Why We Are Not Covering The Rolling Stone Article

Some have asked, "Why aren't you covering the Manson Rolling Stone Article"? The answer is simple: the media and social platforms are saturated with the story and there's nothing more to be gained by us regurgitating it here.

What's a way more interesting topic to be contemplated here is the implication the article gives us into social context of prisoner's rights in California. As one gay blogger wrote:
So..I cannot be legally married in 33 out of 50 States, but the mass murderer Charles Manson can legally marry some blushing little thing called STAR; while serving life in prison!!!??? Thank Almighty God that the Republican Party has worked so hard to preserve the sanctity of traditional marriage!!!
mansondirect.com
 On another note, if Manson did exercise his right to marry in California should we all be letting out a sigh of relief and gratitude that there will never be any chance of more Little Charlies being born due to victims advocates like Doris and Patricia Tate who succeeded in their lobby to end conjugal visits for lifers in California?
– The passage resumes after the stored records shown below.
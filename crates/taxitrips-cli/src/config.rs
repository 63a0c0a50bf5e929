//! Configuration for the taxitrips CLI
//!
//! Values come from `TAXITRIPS_*` environment variables (a `.env` file is
//! loaded first); command-line flags override them.

use crate::error::{CliError, Result};
use std::path::PathBuf;
use std::sync::Arc;
use taxitrips_engine::schema::PipelineSchema;
use taxitrips_engine::sink::MAX_CHUNK_SIZE;
use taxitrips_engine::table::{ErrorPolicy, SourceStats, TransformOptions};

// ============================================================================
// Configuration Constants
// ============================================================================

/// SQLite database used when none is configured
pub const DEFAULT_DATABASE: &str = "taxitrips.db";

/// Rows per upsert chunk
pub const DEFAULT_CHUNK_SIZE: usize = taxitrips_engine::sink::DEFAULT_CHUNK_SIZE;

/// Table holding uploaded trips
pub const DEFAULT_TRIPS_TABLE: &str = "taxi_trips";

pub const ENV_DATABASE: &str = "TAXITRIPS_DATABASE";
pub const ENV_CHUNK_SIZE: &str = "TAXITRIPS_CHUNK_SIZE";
pub const ENV_TRIPS_TABLE: &str = "TAXITRIPS_TRIPS_TABLE";
pub const ENV_SCHEMA: &str = "TAXITRIPS_SCHEMA";
pub const ENV_FAIL_FAST: &str = "TAXITRIPS_FAIL_FAST";

#[derive(Debug, Clone, PartialEq)]
pub struct Config {
    pub database: PathBuf,
    pub chunk_size: usize,
    pub trips_table: String,
    /// Pipeline schema file; `None` uses the built-in schema
    pub schema: Option<PathBuf>,
    pub fail_fast: bool,
}

impl Default for Config {
    fn default() -> Self {
        Self {
            database: PathBuf::from(DEFAULT_DATABASE),
            chunk_size: DEFAULT_CHUNK_SIZE,
            trips_table: DEFAULT_TRIPS_TABLE.to_string(),
            schema: None,
            fail_fast: false,
        }
    }
}

impl Config {
    /// Load from the environment, after reading `.env` if present.
    pub fn from_env() -> Result<Self> {
        let _ = dotenvy::dotenv();
        Self::from_lookup(|key| std::env::var(key).ok())
    }

    fn from_lookup(lookup: impl Fn(&str) -> Option<String>) -> Result<Self> {
        let mut config = Self::default();

        if let Some(path) = lookup(ENV_DATABASE) {
            config.database = PathBuf::from(path);
        }
        if let Some(size) = lookup(ENV_CHUNK_SIZE) {
            config.chunk_size = size
                .trim()
                .parse()
                .map_err(|_| CliError::config(format!("{ENV_CHUNK_SIZE} must be a number, got '{size}'")))?;
        }
        if let Some(table) = lookup(ENV_TRIPS_TABLE) {
            config.trips_table = table;
        }
        if let Some(path) = lookup(ENV_SCHEMA).filter(|p| !p.is_empty()) {
            config.schema = Some(PathBuf::from(path));
        }
        if let Some(flag) = lookup(ENV_FAIL_FAST) {
            config.fail_fast = parse_bool(&flag)
                .ok_or_else(|| CliError::config(format!("{ENV_FAIL_FAST} must be true or false, got '{flag}'")))?;
        }

        config.validate()?;
        Ok(config)
    }

    pub fn validate(&self) -> Result<()> {
        if self.chunk_size == 0 || self.chunk_size > MAX_CHUNK_SIZE {
            return Err(CliError::config(format!(
                "chunk size must be between 1 and {MAX_CHUNK_SIZE}, got {}",
                self.chunk_size
            )));
        }
        if self.trips_table.trim().is_empty() {
            return Err(CliError::config("trips table name is empty"));
        }
        if self.database.as_os_str().is_empty() {
            return Err(CliError::config("database path is empty"));
        }
        Ok(())
    }

    pub fn load_schema(&self) -> Result<PipelineSchema> {
        Ok(match &self.schema {
            Some(path) => PipelineSchema::from_path(path)?,
            None => PipelineSchema::builtin()?,
        })
    }

    /// Row-level error handling for this run, sharing `stats`.
    pub fn transform_options(&self, stats: Arc<SourceStats>) -> TransformOptions {
        let policy = if self.fail_fast {
            ErrorPolicy::FailFast
        } else {
            ErrorPolicy::Lenient
        };
        TransformOptions::new(policy).with_stats(stats)
    }
}

fn parse_bool(s: &str) -> Option<bool> {
    match s.trim().to_lowercase().as_str() {
        "1" | "true" | "yes" | "on" => Some(true),
        "0" | "false" | "no" | "off" | "" => Some(false),
        _ => None,
    }
}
So, you see, this is why we did not post a link to the Rolling Stone article; there are so many more interesting things to contemplate than the drivel of a confused young woman and her hero.





Origins of Manson's Devil's Hole Beliefs

An adherent of a variety of occult doctrines, Manson somehow believed that Devil's Hole, a deep, water-filled cavern on Death Valley's Nevada side, was the portal to an underground world where he and his followers could wait out the apocalypse, re-emerging as leaders of a purified world. But he was arrested before he could figure out how to get his band through several hundred feet of hot, salty water that had drowned two skin divers just a few years earlier.

Manson may have learned of the underground world from the story of Tom Wilson, a Cahroc Indian who was a Death Valley guide in the 1920s. Wilson said that when he was a boy, his grandfather told him that he had found a tunnel that extended for miles beneath the valley. Walking its length, the man ended up in an underground chamber where a race of fair-skinned people dwelt.

Welcomed by these subterranean humanoids, Wilson's grandfather lived with them for a while. The people spoke a strange foreign language, wore clothes made of a leather-like substance, and illuminated their home with a pale greenish-yellow light of unknown origin.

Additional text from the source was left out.